From 5494fde2932a6a5d04eec5d054bd5efbc2d97e4d Mon Sep 17 00:00:00 2001
From: kub <derkub@gmail.com>
Date: Tue, 28 Dec 2021 17:43:25 +0100
Subject: [PATCH] sound, ym2612 optimizations and fixes

---
 pico/sound/ym2612.c     |  73 ++++++++++++++++-----------
 pico/sound/ym2612_arm.S | 106 +++++++++++++++++++++++++++-------------
 2 files changed, 117 insertions(+), 62 deletions(-)
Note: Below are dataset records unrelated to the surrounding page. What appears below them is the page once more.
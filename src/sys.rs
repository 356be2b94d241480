//! Host collaborators: command execution, capacity probing and plain file reads.
//!
//! The collectors only ever see these traits, so tests can feed canned command
//! output and fake capacities without touching the host.

use crate::error::{CollectError, Result};
use std::path::Path;
use std::process::Command;
use tracing::debug;

/// Runs an OS command and hands back its stdout split into lines.
pub trait CommandRunner {
    fn run(&self, argv: &[String]) -> Result<Vec<String>>;

    /// First line of output, or an empty string if there was none.
    fn first_line(&self, argv: &[String]) -> Result<String> {
        Ok(self.run(argv)?.into_iter().next().unwrap_or_default())
    }
}

/// Space figures for one mounted file system, in bytes.
#[derive(Debug, Clone, Copy, PartialEq, Eq, Default)]
pub struct Capacity {
    pub total:  u64,
    pub free:   u64,
    pub usable: u64,
}

pub trait CapacityProber {
    /// `None` when the path does not exist or cannot be statted.
    fn probe(&self, path: &Path) -> Option<Capacity>;
}

pub trait LinesReader {
    /// Lines of the file at `path`; empty if it is missing or unreadable.
    fn read_lines(&self, path: &Path) -> Vec<String>;
}

// ── Native implementations ────────────────────────────────────────────

#[derive(Debug, Clone, Copy, Default)]
pub struct NativeRunner;

impl CommandRunner for NativeRunner {
    fn run(&self, argv: &[String]) -> Result<Vec<String>> {
        let (program, args) = argv.split_first().ok_or(CollectError::EmptyCommand)?;
        let out = Command::new(program)
            .args(args)
            .output()
            .map_err(|source| CollectError::Command { command: argv.join(" "), source })?;

        // df exits 1 when some mounts could not be read but still prints the rest.
        if !out.status.success() {
            debug!(command = %argv.join(" "), status = %out.status, "command exited unsuccessfully");
        }

        let text = String::from_utf8_lossy(&out.stdout);
        Ok(text.lines().map(str::to_string).collect())
    }
}

#[derive(Debug, Clone, Copy, Default)]
pub struct StatvfsProber;

impl CapacityProber for StatvfsProber {
    fn probe(&self, path: &Path) -> Option<Capacity> {
        // Mount points are always absolute; anything else is a header row that slipped through.
        if !path.is_absolute() || !path.exists() {
            return None;
        }
        let stat = match nix::sys::statvfs::statvfs(path) {
            Ok(s)  => s,
            Err(e) => {
                debug!(path = %path.display(), error = %e, "statvfs failed");
                return None;
            }
        };

        let frsize = stat.fragment_size() as u64;
        Some(Capacity {
            total:  (stat.blocks() as u64).saturating_mul(frsize),
            free:   (stat.blocks_free() as u64).saturating_mul(frsize),
            usable: (stat.blocks_available() as u64).saturating_mul(frsize),
        })
    }
}

#[derive(Debug, Clone, Copy, Default)]
pub struct FsLinesReader;

impl LinesReader for FsLinesReader {
    fn read_lines(&self, path: &Path) -> Vec<String> {
        match std::fs::read_to_string(path) {
            Ok(text) => text.lines().map(str::to_string).collect(),
            Err(e)   => {
                debug!(path = %path.display(), error = %e, "could not read file");
                Vec::new()
            }
        }
    }
}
diff --git a/pico/sound/ym2612.c b/pico/sound/ym2612.c
index ccdce778..418c1b36 100644
--- a/pico/sound/ym2612.c
+++ b/pico/sound/ym2612.c
@@ -1067,10 +1067,10 @@ static int update_algo_channel(chan_rend_context *ct, unsigned int eg_out, unsig
 			/*    +----C1----+     */
 			/* M1-+-MEM---M2-+-OUT */
 			/*    +----C2----+     */
-			if (ct->eg_timer >= (1<<EG_SH)) break;
-
 			m2 = ct->mem;
 			ct->mem = c1 = c2 = ct->op1_out>>16;
+			if (ct->eg_timer >= (1<<EG_SH)) break;
+
 			if( eg_out < ENV_QUIET ) {		/* SLOT 3 */
 				smp = op_calc(ct->phase3, eg_out, m2);
 			}
@@ -1138,13 +1138,24 @@ static void chan_render_loop(chan_rend_context *ct, int *buffer, int length)
 		unsigned int eg_out, eg_out2, eg_out4;
 
 		ct->eg_timer += ct->eg_timer_add;
-		while (ct->eg_timer >= 1<<EG_SH) {
-			ct->eg_timer -= 1<<EG_SH;
 
+		if (ct->eg_timer >= 3<<EG_SH && !(ct->pack&0xf000)) {
+			int cnt = (ct->eg_timer>>EG_SH)-2;
 			if (ct->pack & 8) { /* LFO enabled ? (test Earthworm Jim in between demo 1 and 2) */
-				ct->pack = (ct->pack&0xffff) | (advance_lfo(ct->pack >> 16, ct->lfo_cnt, ct->lfo_cnt + ct->lfo_inc) << 16);
-				ct->lfo_cnt += ct->lfo_inc;
+				int inc = cnt*ct->lfo_inc;
+				ct->pack = (ct->pack&0xffff) | (advance_lfo(ct->pack >> 16, ct->lfo_cnt, ct->lfo_cnt + inc) << 16);
+				ct->lfo_cnt += inc;
 			}
+
+			ct->phase1 += cnt*ct->incr1;
+			ct->phase2 += cnt*ct->incr2;
+			ct->phase3 += cnt*ct->incr3;
+			ct->phase4 += cnt*ct->incr4;
+		}
+
+		while (ct->eg_timer >= 1<<EG_SH) {
+			ct->eg_timer -= 1<<EG_SH;
+
 			if (ct->pack & 2)
 				update_ssg_eg_channel(ct);
 
@@ -1163,10 +1174,15 @@ static void chan_render_loop(chan_rend_context *ct, int *buffer, int length)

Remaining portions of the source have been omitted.